> **INPUT**
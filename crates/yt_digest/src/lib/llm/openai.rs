use reqwest::Client;
use serde::Deserialize;

use crate::{
    error::SummaryError,
    llm::{
        check_response, config::LlmConfig, decode_body, prompt::Prompt, Completion, Summarizer,
    },
};

/// Client for the OpenAI chat completions API and servers that mimic it
#[derive(Debug, Clone)]
pub struct OpenAIClient {
    client: Client,
    api_key: Option<String>,
    base_url: String,
}

impl OpenAIClient {
    pub fn new(api_key: impl Into<String>) -> Self {
        Self {
            client: Client::new(),
            api_key: Some(api_key.into()),
            base_url: "https://api.openai.com/v1".into(),
        }
    }

    /// A client for a local server that takes no key
    pub fn anonymous() -> Self {
        Self {
            api_key: None,
            ..Self::new("")
        }
    }

    pub fn with_base_url(mut self, url: impl Into<String>) -> Self {
        self.base_url = url.into();
        self
    }

    pub fn with_http_client(mut self, client: Client) -> Self {
        self.client = client;
        self
    }

    pub async fn send_completion_request(
        &self,
        model_name: impl Into<String>,
        prompt: &Prompt,
        max_tokens: u32,
        temperature: f32,
    ) -> Result<CompletionResponse, SummaryError> {
        let body = serde_json::json!({
            "model": model_name.into(),
            "messages": [
                {
                    "role": "system",
                    "content": prompt.system
                },
                {
                    "role": "user",
                    "content": prompt.user
                }
            ],
            "max_tokens": max_tokens,
            "temperature": temperature,
        });

        let mut request = self
            .client
            .post(format!("{}/chat/completions", self.base_url))
            .json(&body);
        if let Some(api_key) = &self.api_key {
            request = request.bearer_auth(api_key);
        }

        let resp = request
            .send()
            .await
            .inspect_err(|e| tracing::error!(error = %e, "Failed to make http request"))?;

        let body = check_response(resp).await?;
        decode_body(&body)
    }
}

#[derive(Debug, Deserialize)]
pub struct CompletionResponse {
    pub id: Option<String>,
    pub choices: Vec<CompletionChoice>,
    pub usage: Option<CompletionUsage>,
}

#[derive(Debug, Deserialize)]
pub struct CompletionChoice {
    pub index: u32,
    pub message: CompletionMessage,
    pub finish_reason: Option<String>,
}

#[derive(Debug, Deserialize)]
pub struct CompletionMessage {
    pub role: String,
    pub content: Option<String>,
}

#[derive(Debug, Deserialize)]
pub struct CompletionUsage {
    #[serde(default)]
    pub prompt_tokens: u64,
    #[serde(default)]
    pub completion_tokens: u64,
    #[serde(default)]
    pub total_tokens: u64,
}

impl Summarizer for OpenAIClient {
    async fn complete(
        &self,
        prompt: &Prompt,
        config: &LlmConfig,
    ) -> Result<Completion, SummaryError> {
        let model = config
            .provider()
            .map(|p| p.api_model(config.model()))
            .unwrap_or(config.model());

        let response = self
            .send_completion_request(model, prompt, config.max_tokens(), config.temperature())
            .await
            .inspect_err(|e| tracing::error!(error = %e, "Failed to summarize content"))?;

        if let Some(reason) = response.choices.first().and_then(|c| c.finish_reason.as_deref()) {
            tracing::debug!(finish_reason = reason, "Completion finished");
        }

        let text = response
            .choices
            .into_iter()
            .next()
            .and_then(|c| c.message.content)
            .filter(|c| !c.trim().is_empty())
            .ok_or_else(|| SummaryError::malformed("No content in completion response"))?;

        Ok(Completion {
            text: text.trim().to_string(),
            tokens_used: response.usage.map(|u| u.total_tokens).unwrap_or_default(),
        })
    }
}
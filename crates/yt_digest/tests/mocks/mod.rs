#![allow(dead_code)]

pub mod caption_source;
pub mod feed;
pub mod summarizer;
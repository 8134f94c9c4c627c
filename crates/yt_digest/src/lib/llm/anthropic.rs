use reqwest::Client;
use serde::Deserialize;

use crate::{
    error::SummaryError,
    llm::{
        check_response, config::LlmConfig, decode_body, prompt::Prompt, provider::Provider,
        Completion, Summarizer,
    },
};

/// Client for the Anthropic messages API
#[derive(Debug, Clone)]
pub struct AnthropicClient {
    client: Client,
    api_key: String,
    base_url: String,
}

impl AnthropicClient {
    const API_VERSION: &str = "2023-06-01";

    pub fn new(api_key: impl Into<String>) -> Self {
        Self {
            client: Client::new(),
            api_key: api_key.into(),
            base_url: Provider::Anthropic.default_base_url().into(),
        }
    }

    pub fn with_base_url(mut self, url: impl Into<String>) -> Self {
        self.base_url = url.into();
        self
    }

    pub fn with_http_client(mut self, client: Client) -> Self {
        self.client = client;
        self
    }

    pub async fn send_messages_request(
        &self,
        model_name: impl Into<String>,
        prompt: &Prompt,
        max_tokens: u32,
        temperature: f32,
    ) -> Result<MessagesResponse, SummaryError> {
        let body = serde_json::json!({
            "model": model_name.into(),
            "max_tokens": max_tokens,
            "temperature": temperature,
            "system": prompt.system,
            "messages": [
                {
                    "role": "user",
                    "content": prompt.user
                }
            ]
        });

        let resp = self
            .client
            .post(format!("{}/messages", self.base_url))
            .header("x-api-key", &self.api_key)
            .header("anthropic-version", Self::API_VERSION)
            .json(&body)
            .send()
            .await
            .inspect_err(|e| tracing::error!(error = %e, "Failed to make http request"))?;

        let body = check_response(resp).await?;
        decode_body(&body)
    }
}

#[derive(Debug, Deserialize)]
pub struct MessagesResponse {
    #[serde(default)]
    pub content: Vec<ContentBlock>,
    pub stop_reason: Option<String>,
    pub usage: Option<MessagesUsage>,
}

#[derive(Debug, Deserialize)]
pub struct ContentBlock {
    #[serde(rename = "type")]
    pub kind: String,
    pub text: Option<String>,
}

#[derive(Debug, Deserialize)]
pub struct MessagesUsage {
    #[serde(default)]
    pub input_tokens: u64,
    #[serde(default)]
    pub output_tokens: u64,
}

impl Summarizer for AnthropicClient {
    async fn complete(
        &self,
        prompt: &Prompt,
        config: &LlmConfig,
    ) -> Result<Completion, SummaryError> {
        let model = Provider::Anthropic.api_model(config.model());

        let response = self
            .send_messages_request(model, prompt, config.max_tokens(), config.temperature())
            .await
            .inspect_err(|e| tracing::error!(error = %e, "Failed to summarize content"))?;

        if let Some(reason) = &response.stop_reason {
            tracing::debug!(stop_reason = %reason, "Completion finished");
        }

        let text = response
            .content
            .iter()
            .filter(|block| block.kind == "text")
            .filter_map(|block| block.text.as_deref())
            .collect::<String>();

        if text.trim().is_empty() {
            return Err(SummaryError::malformed("No text content in messages response"));
        }

        Ok(Completion {
            text: text.trim().to_string(),
            tokens_used: response
                .usage
                .map(|u| u.input_tokens + u.output_tokens)
                .unwrap_or_default(),
        })
    }
}
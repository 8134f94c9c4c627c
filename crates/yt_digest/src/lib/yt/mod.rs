pub mod scraper;
pub mod subscriptions;
pub mod transcript;

use std::future::Future;

use crate::{
    error::TranscriptError,
    parser::YtHtmlDocument,
    types::{CaptionTrack, PlayerResponse, VideoId},
};

/// Where caption data comes from.
///
/// Implementations only move bytes; classifying the responses is left to
/// [`transcript::TranscriptFetcher`].
pub trait CaptionSource {
    /// Loads the watch page for `video_id`
    fn watch_page(
        &self,
        video_id: &VideoId,
    ) -> impl Future<Output = Result<YtHtmlDocument, TranscriptError>> + Send;

    /// Queries the Innertube player endpoint for `video_id`
    fn player_response(
        &self,
        video_id: &VideoId,
        api_key: &str,
    ) -> impl Future<Output = Result<PlayerResponse, TranscriptError>> + Send;

    /// Downloads a caption track as a `fmt=json3` body
    fn timed_text(
        &self,
        track: &CaptionTrack,
    ) -> impl Future<Output = Result<String, TranscriptError>> + Send;
}

pub trait SubscriptionFeed {
    fn fetch_updates(
        &self,
    ) -> impl Future<Output = anyhow::Result<Vec<subscriptions::SubscriptionUpdate>>> + Send;
}
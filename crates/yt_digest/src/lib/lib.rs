mod error;
pub mod llm;
pub mod parser;
mod report;
pub mod tracing;
pub mod types;
pub mod yt;

pub use error::{Error, SummaryError, SummaryErrorKind, TranscriptError, TranscriptErrorKind};
pub use llm::{
    config::LlmConfig,
    provider::{available_models, Provider},
    summarize, summarize_with, Completion, LlmClient, Summarizer, SummaryResult,
};
pub use report::{builder::ReportBuilder, Report, ReportGenerator, VideoDigest};
pub use types::{TranscriptSegment, VideoId};
pub use yt::transcript::{Transcript, TranscriptFetcher, TranscriptResult};
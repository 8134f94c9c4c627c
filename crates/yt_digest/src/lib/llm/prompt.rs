/// System and user messages for one completion request
#[derive(Debug, Clone, PartialEq)]
pub struct Prompt {
    pub system: String,
    pub user: String,
}

const SYSTEM_PROMPT: &str = include_str!("./prompts/system.txt");
const TRANSCRIPT_TEMPLATE: &str = include_str!("./prompts/transcript.txt");
const UPDATES_TEMPLATE: &str = include_str!("./prompts/updates.txt");
const GENERIC_TEMPLATE: &str = include_str!("./prompts/generic.txt");

pub const TRANSCRIPT: &str = "transcript";
pub const UPDATES: &str = "updates";

/// Fills the template for `content_type` with `text`.
///
/// Labels without a dedicated template get the generic one.
pub fn build(text: &str, content_type: &str) -> Prompt {
    let content_type = content_type.trim();
    let template = match content_type.to_ascii_lowercase().as_str() {
        TRANSCRIPT => TRANSCRIPT_TEMPLATE,
        UPDATES => UPDATES_TEMPLATE,
        _ => GENERIC_TEMPLATE,
    };

    // `{text}` last so placeholders inside the text are left alone
    let user = template
        .replace("{content_type}", content_type)
        .replace("{text}", text.trim());

    Prompt {
        system: SYSTEM_PROMPT.trim().to_string(),
        user: user.trim_end().to_string(),
    }
}

#[cfg(test)]
mod tests {
    use super::*;

    #[test]
    fn test_transcript_template() {
        let prompt = build("  hello world  ", "transcript");
        assert!(prompt.user.starts_with("Please provide a comprehensive summary"));
        assert!(prompt.user.ends_with("Transcript:\nhello world"));
        assert!(!prompt.system.is_empty());
    }

    #[test]
    fn test_updates_template() {
        let prompt = build("- Channel: A, Title: B (Type: upload)", "Updates");
        assert!(prompt.user.contains("subscribed to"));
        assert!(prompt.user.ends_with("- Channel: A, Title: B (Type: upload)"));
    }

    #[test]
    fn test_unknown_label_uses_generic_template() {
        let prompt = build("some notes", "meeting notes");
        assert!(prompt.user.starts_with("Please summarize the following meeting notes."));
        assert!(prompt.user.ends_with("meeting notes:\nsome notes"));
    }

    #[test]
    fn test_placeholders_inside_text_are_not_expanded() {
        let prompt = build("literal {content_type} here", "article");
        assert!(prompt.user.ends_with("literal {content_type} here"));
    }
}
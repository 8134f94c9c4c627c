use std::{fmt, path::PathBuf};

use anyhow::Context;
use serde::{Deserialize, Serialize};

use crate::yt::SubscriptionFeed;

pub const NO_UPDATES_MESSAGE: &str =
    "No new updates were found from your subscriptions to summarize.";

#[derive(Debug, Clone, Copy, PartialEq, Eq, Default, Serialize, Deserialize)]
#[serde(rename_all = "lowercase")]
pub enum UpdateKind {
    #[default]
    Upload,
    Bulletin,
    #[serde(other)]
    Other,
}

impl fmt::Display for UpdateKind {
    fn fmt(&self, f: &mut fmt::Formatter<'_>) -> fmt::Result {
        f.write_str(match self {
            UpdateKind::Upload => "upload",
            UpdateKind::Bulletin => "bulletin",
            UpdateKind::Other => "other",
        })
    }
}

/// A new upload or community post from a subscribed channel
#[derive(Debug, Clone, PartialEq, Serialize, Deserialize)]
pub struct SubscriptionUpdate {
    pub channel_name: String,
    #[serde(alias = "update_title")]
    pub title: String,
    #[serde(default, alias = "type")]
    pub kind: UpdateKind,
}

impl fmt::Display for SubscriptionUpdate {
    fn fmt(&self, f: &mut fmt::Formatter<'_>) -> fmt::Result {
        write!(
            f,
            "- Channel: {}, Title: {} (Type: {})",
            self.channel_name, self.title, self.kind
        )
    }
}

/// Renders updates as the text block handed to the summarizer
pub fn updates_text_block(updates: &[SubscriptionUpdate]) -> String {
    if updates.is_empty() {
        return NO_UPDATES_MESSAGE.to_string();
    }

    updates.iter().map(|u| format!("{u}\n")).collect()
}

/// A fixed list of updates
#[derive(Debug, Clone, Default)]
pub struct StaticFeed(pub Vec<SubscriptionUpdate>);

impl SubscriptionFeed for StaticFeed {
    async fn fetch_updates(&self) -> anyhow::Result<Vec<SubscriptionUpdate>> {
        tracing::info!(count = self.0.len(), "Using static subscription updates");
        Ok(self.0.clone())
    }
}

/// Updates exported to a JSON array on disk
#[derive(Debug, Clone)]
pub struct JsonFileFeed {
    path: PathBuf,
}

impl JsonFileFeed {
    pub fn new(path: impl Into<PathBuf>) -> Self {
        Self { path: path.into() }
    }
}

impl SubscriptionFeed for JsonFileFeed {
    #[tracing::instrument(skip(self), fields(path = %self.path.display()))]
    async fn fetch_updates(&self) -> anyhow::Result<Vec<SubscriptionUpdate>> {
        let raw = tokio::fs::read_to_string(&self.path)
            .await
            .with_context(|| format!("Failed to read updates from {}", self.path.display()))?;

        let updates = serde_json::from_str::<Vec<SubscriptionUpdate>>(&raw)
            .with_context(|| format!("Failed to parse updates in {}", self.path.display()))?;

        tracing::info!(count = updates.len(), "Fetched subscription updates");
        Ok(updates)
    }
}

> **TASK BRIEF**
The total of lines in the data that contain "report" is all you should give.

> **TASK OUTPUT**
2